# Need input before I pull the trigger



## 03SONIC (Jan 23, 2012)

Okay after long reading and shopping I think I have this mapped out I just want some feedback. I have a large sunroom that is my man cave, its 600SQ with high ceilings. I have a 73 Inch DLP TV that I am happy with. So here it goes. 

1) Receiver http://www.amazon.com/Denon-AVR3312...=UTF8&qid=1341269729&sr=8-1&keywords=avr+3312

2) Amp for fronts and center http://shop.emotiva.com/collections/amplifiers/products/xpa3

3) Front speakers left and right SVS MTS-02

4) Center SCS-02

5) Surrounds SSS-02

6) Rear speakers SBS-02

7) Sub PB12-Plus


My question is to I up the sub to the PB13-Ultra? Should I run 2 subs? Is this the right choice for a Sub. How do you guys think this will sound. I apprecite the feedback.


----------



## robbo266317 (Sep 22, 2008)

Multiple subs are the best way to get a flatter frequency response.


----------



## popalock (May 19, 2012)

03SONIC said:


> Okay after long reading and shopping I think I have this mapped out I just want some feedback. I have a large sunroom that is my man cave, its 600SQ with high ceilings. I have a 73 Inch DLP TV that I am happy with. So here it goes.


Sounds like the brightest man "cave" I've ever heard of. =)

Being a sunroom I have to assume there are going to be a ton of windows... I don't envy your windows when (if) you decide on getting multiple PB13 Ultras...lol

Not quite the Ultras I have in mind as I'm a die hard advocate of the LMS Ultra, but that SVS makes a killer product I know you'll he happy with. Multiple LMS Ultra's might be overkill for some people, however, assuming you have 8ft ceilings... 4,800 cuft is a lot of space to pressurize. Hopefully the SVS's will satisfy you.

Whatever you decide make sure it's enough to cure the itch. In my experience, the upgraditus bug is never far away. I hate seeing people trying to save money upfront only to have the desire to upgrade a few months later. I've done it and I know many many others that have as well...


----------



## ALMFamily (Oct 19, 2011)

That is an excellent group of selections IMO. As an owner of 2 PB-13 Ultras, I will say you would definitely not be disappointed if you decide to upgrade to the 13s. 

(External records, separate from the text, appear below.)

//! Markdown rendering for the sidebar description.
//!
//! Converts a PR body to styled ratatui lines, word-wrapped to the target
//! width. Only the constructs that show up in real PR descriptions are
//! styled: headings, emphasis, inline and fenced code, lists.

use anyhow::{bail, Result};
use pulldown_cmark::{Event, Options, Parser, Tag, TagEnd};
use ratatui::style::{Modifier, Style};
use ratatui::text::{Line, Span};

use crate::ui::styles;

/// Render `markdown` into styled lines wrapped to `width` columns.
/// Fails when there is no room to render at all.
pub fn render(markdown: &str, width: u16) -> Result<Vec<Line<'static>>> {
    if width == 0 {
        bail!("render width is zero");
    }

    let mut out: Vec<Line<'static>> = Vec::new();
    let mut pending: Vec<Span<'static>> = Vec::new();
    let mut bold = 0u8;
    let mut italic = 0u8;
    let mut heading = false;
    let mut in_code_block = false;
    let mut list_depth = 0usize;

    let parser = Parser::new_ext(markdown, Options::ENABLE_STRIKETHROUGH);
    for event in parser {
        match event {
            Event::Start(Tag::Heading { .. }) => {
                flush(&mut out, &mut pending, width);
                heading = true;
            }
            Event::End(TagEnd::Heading(_)) => {
                flush(&mut out, &mut pending, width);
                out.push(Line::from(""));
                heading = false;
            }
            Event::End(TagEnd::Paragraph) => {
                flush(&mut out, &mut pending, width);
                out.push(Line::from(""));
            }
            Event::Start(Tag::CodeBlock(_)) => {
                flush(&mut out, &mut pending, width);
                in_code_block = true;
            }
            Event::End(TagEnd::CodeBlock) => {
                in_code_block = false;
                out.push(Line::from(""));
            }
            Event::Start(Tag::List(_)) => list_depth += 1,
            Event::End(TagEnd::List(_)) => {
                list_depth = list_depth.saturating_sub(1);
                if list_depth == 0 {
                    out.push(Line::from(""));
                }
            }
            Event::Start(Tag::Item) => {
                flush(&mut out, &mut pending, width);
                let indent = "  ".repeat(list_depth.saturating_sub(1));
                pending.push(Span::styled(
                    format!("{indent}• "),
                    Style::default().fg(styles::DIM),
                ));
            }
            Event::End(TagEnd::Item) => flush(&mut out, &mut pending, width),
            Event::Start(Tag::Emphasis) => italic += 1,
            Event::End(TagEnd::Emphasis) => italic = italic.saturating_sub(1),
            Event::Start(Tag::Strong) => bold += 1,
            Event::End(TagEnd::Strong) => bold = bold.saturating_sub(1),
            Event::Code(code) => {
                pending.push(Span::styled(
                    code.into_string(),
                    Style::default().fg(styles::CYAN),
                ));
            }
            Event::Text(text) => {
                if in_code_block {
                    for code_line in text.lines() {
                        out.push(Line::from(Span::styled(
                            format!("  {code_line}"),
                            Style::default().fg(styles::CYAN),
                        )));
                    }
                } else {
                    pending.push(Span::styled(
                        text.into_string(),
                        inline_style(heading, bold > 0, italic > 0),
                    ));
                }
            }
            Event::SoftBreak => pending.push(Span::raw(" ")),
            Event::HardBreak => flush(&mut out, &mut pending, width),
            Event::Rule => {
                flush(&mut out, &mut pending, width);
                out.push(Line::from(Span::styled(
                    "─".repeat(width as usize),
                    Style::default().fg(styles::BORDER),
                )));
                out.push(Line::from(""));
            }
            _ => {}
        }
    }
    flush(&mut out, &mut pending, width);

    // Drop the trailing blank a final block leaves behind
    while out.last().is_some_and(|l| l.spans.is_empty() || line_text(l).is_empty()) {
        out.pop();
    }
    Ok(out)
}

fn inline_style(heading: bool, bold: bool, italic: bool) -> Style {
    let mut style = if heading {
        Style::default()
            .fg(styles::BRIGHT)
            .add_modifier(Modifier::BOLD)
    } else {
        Style::default().fg(styles::TEXT)
    };
    if bold {
        style = style.add_modifier(Modifier::BOLD);
    }
    if italic {
        style = style.add_modifier(Modifier::ITALIC);
    }
    style
}

/// Greedily pack the pending spans into lines no wider than `width`,
/// breaking on word boundaries and keeping each word's style.
fn flush(out: &mut Vec<Line<'static>>, pending: &mut Vec<Span<'static>>, width: u16) {
    if pending.is_empty() {
        return;
    }
    let width = width as usize;
    let mut line: Vec<Span<'static>> = Vec::new();
    let mut col = 0usize;
    for span in pending.drain(..) {
        for word in span.content.split_whitespace() {
            let word_len = word.chars().count();
            let sep = usize::from(col > 0);
            if col > 0 && col + sep + word_len > width {
                out.push(Line::from(std::mem::take(&mut line)));
                col = 0;
            }
            if col > 0 {
                line.push(Span::raw(" "));
                col += 1;
            }
            line.push(Span::styled(word.to_string(), span.style));
            col += word_len;
        }
    }
    if !line.is_empty() {
        out.push(Line::from(line));
    }
}

fn line_text(line: &Line<'_>) -> String {
    line.spans.iter().map(|s| s.content.as_ref()).collect()
}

Also, as Bill said, multiple subs will help deal with any room modes you have (i.e. peaks and nulls) to get a flatter response - if you can manage it, I highly recommend multiple subs.


----------



## Zeitgeist (Apr 4, 2009)

Multiple subs are great for handling peaks as much as they are for flat response..

You can't go wrong


----------



## 03SONIC (Jan 23, 2012)

Any other sub choice I started out with 1 Sub PB12-Plus, and was kinda thinking to upgrade to a Ultra, you guys have me thinking about 2 ultras and thats a boat load of coin. lol..


----------



## nova (Apr 30, 2006)

Well, since we're talking your money... PB13-Ultra x 2  :T


----------



## 03SONIC (Jan 23, 2012)

nova said:


> Well, since we're talking your money... PB13-Ultra x 2  :T




Thats 4k in subs I cant swing it, it will tap me out lol.


----------



## 03SONIC (Jan 23, 2012)

How about these are duals http://www.svsound.com/subwoofers/cylinder/legato


Anyone running these?


----------



## popalock (May 19, 2012)

03SONIC said:


> How about these are duals http://www.svsound.com/subwoofers/cylinder/legato
> 
> Anyone running these?


Not bad....

But _seriously_... If anyone has $4K (or even $3K) to drop on duals I DARE anyone to try to hold a candle to 2 LMS Ultra's with a LG Clone pushing them... 

I will punk your SVS Ultra's, sonotubes, etc... I'm in the mood for a fight... Please someone prove me wrong...


----------



## 03SONIC (Jan 23, 2012)

popalock said:


> Not bad....
> 
> But _seriously_... If anyone has $4K (or even $3K) to drop on duals I DARE anyone to try to hold a candle to 2 LMS Ultra's with a LG Clone pushing them...
> 
> I will punk your SVS Ultra's, sonotubes, etc... I'm in the mood for a fight... Please someone prove me wrong...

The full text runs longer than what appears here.